SUPPLIED RECORDS Start Marker

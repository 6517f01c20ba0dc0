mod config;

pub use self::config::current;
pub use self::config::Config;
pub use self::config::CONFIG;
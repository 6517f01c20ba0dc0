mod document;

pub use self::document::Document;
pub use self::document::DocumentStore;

SUPPLIED RECORDS End Marker

* [PROBLEM REQUIREMENTS]: Every line above should be output exactly as it stands.

* [SOLUTION TO THE PROBLEM]:
repository 6517f01c20ba0dc0
mod config;

pub use self::config::current;
pub use self::config::Config;
pub use self::config::CONFIG;
repository 6517f01c20ba0dc0
mod document;

pub use self::document::Document;
pub use self::document::DocumentStore;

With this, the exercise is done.